Relationships: Tyrannus Basilton "Baz" Pitch/Simon Snow
Comments: 11
Kudos: 208





	This day

**Author's Note:**

> Hi :) 
> 
> I don't really have anything to add here, just wanted to say hi.

_I hate this whole fucking day._

I wish I never got out of bed.

I wish I had ignored Snow's thrashing, his insistent muttering, his loud footsteps as he padded over to the bathroom. 

I wish I had skipped class, gone down to the Catacombs, instead of sitting in front of him, feeling his stare on the back of my head in all of our shared classes.

I wish I hadn’t agreed to meet up with my father, that he hadn’t insisted on driving over to check on me. 

I wish Fiona would have come.

I wish he wouldn’t have noticed Wellbelove sending me a small, shy wave from across the Great Lawn, with a smile on her face. 

I wish he wouldn’t have gotten sidetracked again, that we wouldn’t have had that infernal ‘‘Basilton, when are you going to start looking for a girl’/’I’m gay’’ conversation. 

I just fucking wish that this whole fucking day never fucking happened.

**...**

I’ve been sitting in this empty classroom for the past hour, enjoying my lonesome pity party, when Snow comes barging into the room. 

I have my head tilted backwards, leaning against the wall, with my eyes closed. I don’t have the energy to open them. 

“Baz,” he greets, tossing something onto the table.

Magicking the blackboard up into our room has become annoying, and I got tired of waiting for Bunce to sneak into Mummers without being seen. So I showed them the old music rooms: the Mage stopped most of the arts education at Watford, so this whole wing is abandoned and forgotten. 

The rooms aren’t particularly big, and the windows are so dirty that light barely seeps through. But there are desks and chairs, and multicoloured pieces of chalk. 

“Did you get any new clues? Penny’s studying for something – I don’t know, Magic Words maybe?” I can imagine him scratching the back of his neck. “Maybe, I don’t know. Probably not, because then I should be studying, too. She said she’s gonna study for that, uh, thing? And then join us. I don’t even know why she studies, it’s not like she needs to.” 

I don’t move. 

He’s become even more of a nuisance since the truce.

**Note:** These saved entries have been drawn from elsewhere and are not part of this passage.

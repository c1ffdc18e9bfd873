use crate::ship::VesselClass;

/// Columns per board, including the label column.
pub const GRID_WIDTH: usize = 11;
/// Rows per board, including the label row.
pub const GRID_HEIGHT: usize = 11;

pub const NUM_VESSELS: usize = 5;
/// Fleet placed by each side, in placement order.
pub const FLEET: [VesselClass; NUM_VESSELS] = [
    VesselClass::new("Carrier", 5),
    VesselClass::new("Battleship", 4),
    VesselClass::new("Cruiser", 3),
    VesselClass::new("Submarine", 3),
    VesselClass::new("Destroyer", 2),
];

/// Total number of vessel segments in the standard fleet.
pub const TOTAL_VESSEL_CELLS: usize = 5 + 4 + 3 + 3 + 2;

/// Treasures hidden on the computer's board.
pub const TREASURE_COUNT: usize = 3;

/// Random draws allowed per vessel (or treasure) before giving up.
pub const PLACEMENT_RETRY_LIMIT: usize = 10_000;

/// Opponent difficulty, mapped to a strategy at match setup.
#[derive(Debug, Clone, Copy, PartialEq, Eq, Default)]
#[cfg_attr(feature = "std", derive(serde::Serialize, serde::Deserialize))]
#[cfg_attr(feature = "std", derive(clap::ValueEnum))]
pub enum Difficulty {
    /// Uniform random shots.
    Easy,
    /// Hunts around hits.
    #[default]
    Medium,
    /// Hunts along lines, reacts to treasure, scans on parity.
    Hard,
}

/// Runtime settings for a match.
#[derive(Debug, Clone, Copy, PartialEq, Eq)]
pub struct MatchConfig {
    pub difficulty: Difficulty,
    /// Fixed RNG seed for reproducible matches.
    pub seed: Option<u64>,
    pub computer_treasures: usize,
    pub player_treasures: usize,
}

impl Default for MatchConfig {
    fn default() -> Self {
        Self {
            difficulty: Difficulty::default(),
            seed: None,
            computer_treasures: TREASURE_COUNT,
            player_treasures: 0,
        }
    }
}

/// Look up a fleet class by name.
pub fn vessel_class(name: &str) -> Option<VesselClass> {
    FLEET.iter().copied().find(|c| c.name() == name)
}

Every half-nice sentence directed at me reminds me why I’ve been pretending to hate him for the past 7 years. I can’t let myself get close to him.

I keep my eyes closed. 

“So yeah, she’s gonna join us after she finishes, and then… uh… she sent me to tell you, plus… notes! Penn sent notes, and I got the books from our room, which, by the way, you really could have helped me with.”

I lift my head to level him with a glare. 

I’m a constant disappointment to myself. 

I can’t even ignore him for a few minutes.

He’s looking at me, and when I don’t respond, he throws up his arms. 

“Fine, or not. Crowley, moody much.” The pauses, cocking his head to the side. “How’d your meeting go with your dad?” 

My body goes rigid from his change of topic. (I really should have expected it.) “None of your business, Snow,” I spit out at him. And maybe he doesn’t deserve it, but that has never stopped me before. 

I need the normalcy of our bickering after this morning. 

“If you’re going to spend your time being a blustering idiot and annoying me, then please leave. You don’t even need to bother coming back with Bunce.” He stares at me, gaping, for a split second, and then I’m immediately assaulted with the overpowering smell of his magic. 

I nearly smile. 

“Do you always have to be such an insufferable git? Merlin, why do I even fucking bother with you?! Would you being nice for like two seconds kill you?!” 

He turns to scoop up the books, muttering under his breath. 

It’s quiet. 

But I hear it nonetheless.

“Bloody vampire, betcha incapable of love.”

I feel like I’m simultaneously hit by lightning and dumped in an ice bath. 

I short-circuit. 

I don’t feel like smiling anymore. 

“You know,” I start, standing, my voice eerily calm and level. Two strides and I’m standing right in front of him, forcing him to look up at me. “If you would have said ‘incapable of being loved’, I wouldn’t even have fought you.” 

(I would even have let the vampire comment slide.)

(He would have been right.)

My father doesn’t love me. He only cares about me because the House of Pitch needs an heir. An obedient, conservative, emotionless heir, willing to hand over his no-longer-existent soul to the Old Families, to do their bidding; to be straight, to marry, to make a bunch of blond-haired, brown-eyed babies. I bloody well should marry Wellbelove.

My step-mother doesn’t love me. Daphne only cares about me out of necessity. Or possibly because she’s too sweet for her own good. 

None of my siblings love me. Too young to even know what that means; or maybe they do, but they sure as hell wouldn’t if they knew what I was. Too young to understand what that means. 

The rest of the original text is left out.